IN THE HEADY days before the elections on November 3rd, when Democrats dared to dream of unified control of Washington and a coming progressive remake of America, two especially optimistic indicators elicited particular giddiness. First, of course, were the horse-race polls showing Joe Biden ahead of President Donald Trump by nine or so percentage points. But there was also the money race, which Democrats were winning handily: Mr Biden’s campaign raised $952m, or nearly 60% more than Mr Trump’s campaign, described by reporters as a profligate operation limping cash-strapped into November.
The down-ballot races looked even more favourable. In an election that cost a remarkable $14bn—more than twice the price tag in 2016—Democrats were spending 80% more than Republicans, the most lopsided advantage ever according to analysis by the Centre for Responsive Politics (CRP), a research outfit. Unfortunately for them, a few extra billion seemed not to go very far in 2020. Democrats lost seats in the House of Representatives and the party faces an uphill battle to take the Senate, by the thinnest possible margin, when run-off elections are held in Georgia in January.
Whether campaign spending actually moves voters is an unsettled debate—one of special academic interest to American political scientists and of special pecuniary interest to America’s political-consulting-industrial complex. The political consultants would probably point to the robust correlation between raising the most money and winning an election: even in 2020, 89% of House candidates who spent most went on to win; the same was true of 70% of Senate candidates (albeit a two-decade low, according to the CRP).
Political scientists would counter that a correlation is just that—perhaps one driven spuriously by the fact that truly hopeless candidates generally have a difficult time raising money. Candidates who are guaranteed to win also attract a lot of campaign donations from those who want access to them. The more nuanced assessment is that campaign spending can move voters on the margins, going furthest in less prominent and less polarised races (like primaries) where more voters are uninformed and undecided.
Democrats will want a more thorough post-mortem than that, though, given not just their recent grief but also a cruel irony of history. As the Supreme Court issued ruling after ruling deregulating campaign financing, most prominently in its Citizens United decision ten years ago, Democrats fretted that free-flowing dollars from rich Republican donors would place them at a permanent disadvantage, consigning them to the minority for the foreseeable future. But when they managed to secure a serious cash advantage, through considerable investments in online fundraising and free-spending by billionaires of their own like Michael Bloomberg, they found it was not as decisive as they had hoped.

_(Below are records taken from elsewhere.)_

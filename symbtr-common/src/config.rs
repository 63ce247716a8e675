//! Configuration loading and data folder resolution

use crate::{Error, Result};
use serde::{Deserialize, Serialize};
use std::path::{Path, PathBuf};
use tracing::{info, warn};

/// Environment variable overriding the reference data folder
pub const DATA_DIR_ENV: &str = "SYMBTR_DATA_DIR";

/// Usul slugs whose external-source attribute is not stored upstream
pub const DEFAULT_UNLISTED_USUL_SLUGS: [&str; 8] = [
    "12212212", "22222221", "223", "232223", "262", "3223323", "3334", "14_4",
];

/// TOML configuration file contents
#[derive(Debug, Clone, Default, PartialEq, Serialize, Deserialize)]
pub struct TomlConfig {
    /// Folder holding makam.json, form.json and usul.json
    #[serde(default, skip_serializing_if = "Option::is_none")]
    pub data_dir: Option<PathBuf>,

    /// Folder holding pre-fetched metadata records (`<mbid>.json`)
    #[serde(default, skip_serializing_if = "Option::is_none")]
    pub metadata_dir: Option<PathBuf>,

    #[serde(default)]
    pub logging: LoggingConfig,

    #[serde(default)]
    pub validation: ValidationConfig,
}

/// Logging section
#[derive(Debug, Clone, PartialEq, Serialize, Deserialize)]
pub struct LoggingConfig {
    /// Default tracing filter when RUST_LOG is unset
    #[serde(default = "default_log_level")]
    pub level: String,
}

impl Default for LoggingConfig {
    fn default() -> Self {
        Self {
            level: default_log_level(),
        }
    }
}

fn default_log_level() -> String {
    "info".to_string()
}

/// Validation section
#[derive(Debug, Clone, PartialEq, Serialize, Deserialize)]
pub struct ValidationConfig {
    /// Emit measure-start warnings as log lines (does not affect validity)
    #[serde(default = "default_print_warnings")]
    pub print_warnings: bool,

    /// Usul slugs skipped by the external-source name check
    #[serde(default = "default_unlisted_usul_slugs")]
    pub unlisted_usul_slugs: Vec<String>,
}

impl Default for ValidationConfig {
    fn default() -> Self {
        Self {
            print_warnings: default_print_warnings(),
            unlisted_usul_slugs: default_unlisted_usul_slugs(),
        }
    }
}

fn default_print_warnings() -> bool {
    true
}

fn default_unlisted_usul_slugs() -> Vec<String> {
    DEFAULT_UNLISTED_USUL_SLUGS.iter().map(|s| s.to_string()).collect()
}

/// Where a loaded configuration came from
#[derive(Debug, Clone, PartialEq, Eq)]
pub enum ConfigOrigin {
    /// Parsed from this file
    File(PathBuf),
    /// This file was missing, defaults were used
    Defaults(PathBuf),
}

impl ConfigOrigin {
    /// Log where the configuration came from
    pub fn log(&self) {
        match self {
            ConfigOrigin::File(path) => info!("Loaded config from {}", path.display()),
            ConfigOrigin::Defaults(path) => {
                warn!("Config file not found: {}, using defaults", path.display())
            }
        }
    }
}

/// Load the TOML configuration without logging
///
/// Used before the tracing subscriber exists; the caller logs the origin
/// once logging is set up.
pub fn load_toml_config_with_origin(path: &Path) -> Result<(TomlConfig, ConfigOrigin)> {
    if !path.exists() {
        return Ok((TomlConfig::default(), ConfigOrigin::Defaults(path.to_path_buf())));
    }

    let content = std::fs::read_to_string(path)?;
    let config: TomlConfig = toml::from_str(&content)?;
    Ok((config, ConfigOrigin::File(path.to_path_buf())))
}

/// Load the TOML configuration
///
/// A missing file is not an error: a warning is logged and defaults are used.
/// A file that exists but does not parse is an error.
pub fn load_toml_config(path: &Path) -> Result<TomlConfig> {
    let (config, origin) = load_toml_config_with_origin(path)?;
    origin.log();
    Ok(config)
}

/// Write configuration as TOML, creating parent folders when missing
pub fn write_toml_config(config: &TomlConfig, path: &Path) -> Result<()> {
    let content = toml::to_string_pretty(config)
        .map_err(|e| Error::Config(format!("Serialize TOML failed: {}", e)))?;

    if let Some(parent) = path.parent() {
        if !parent.as_os_str().is_empty() {
            std::fs::create_dir_all(parent)?;
        }
    }

    std::fs::write(path, content)?;
    Ok(())
}

/// Default configuration file path for the platform
///
/// `<config dir>/symbtr/config.toml`
pub fn default_config_path() -> Result<PathBuf> {
    dirs::config_dir()
        .map(|d| d.join("symbtr").join("config.toml"))
        .ok_or_else(|| Error::Config("Could not determine config directory".to_string()))
}

/// Data folder resolution priority order:
/// 1. Command-line argument (highest priority)
/// 2. Environment variable
/// 3. TOML config file
/// 4. OS-dependent compiled default (fallback)
pub fn resolve_data_dir(cli_arg: Option<&Path>, config: &TomlConfig) -> PathBuf {
    // Priority 1: Command-line argument
    if let Some(path) = cli_arg {
        return path.to_path_buf();
    }

    // Priority 2: Environment variable
    if let Ok(path) = std::env::var(DATA_DIR_ENV) {
        if !path.trim().is_empty() {
            return PathBuf::from(path);
        }
    }

    // Priority 3: TOML config file
    if let Some(path) = &config.data_dir {
        return path.clone();
    }

    // Priority 4: OS-dependent compiled default
    default_data_dir()
}

/// OS-dependent default data folder
pub fn default_data_dir() -> PathBuf {
    dirs::data_local_dir()
        .map(|d| d.join("symbtr").join("data"))
        .unwrap_or_else(|| PathBuf::from("./data"))
}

One partial explanation for the misfire is that better online fundraising enables greater hauls that are distributed inefficiently. Polls consistently showed that Amy McGrath had little chance of unseating Mitch McConnell, the Republican majority leader in the Senate, and yet she managed to raise $88m because there were thousands of Americans not in Kentucky willing to set their dollars on fire for the warm feeling of spiting Mr McConnell (and probably ignoring their local state legislative elections where Democrats were shut out). The top three employers for people donating to Ms McGrath were the University of California, Alphabet (based in Silicon Valley) and Microsoft (based in Seattle). West-coast cash helped buy a lot of television adverts for Ms McGrath ($18.6m-worth), with little chance of wooing Republican voters in the first place and diminishing marginal returns afterwards.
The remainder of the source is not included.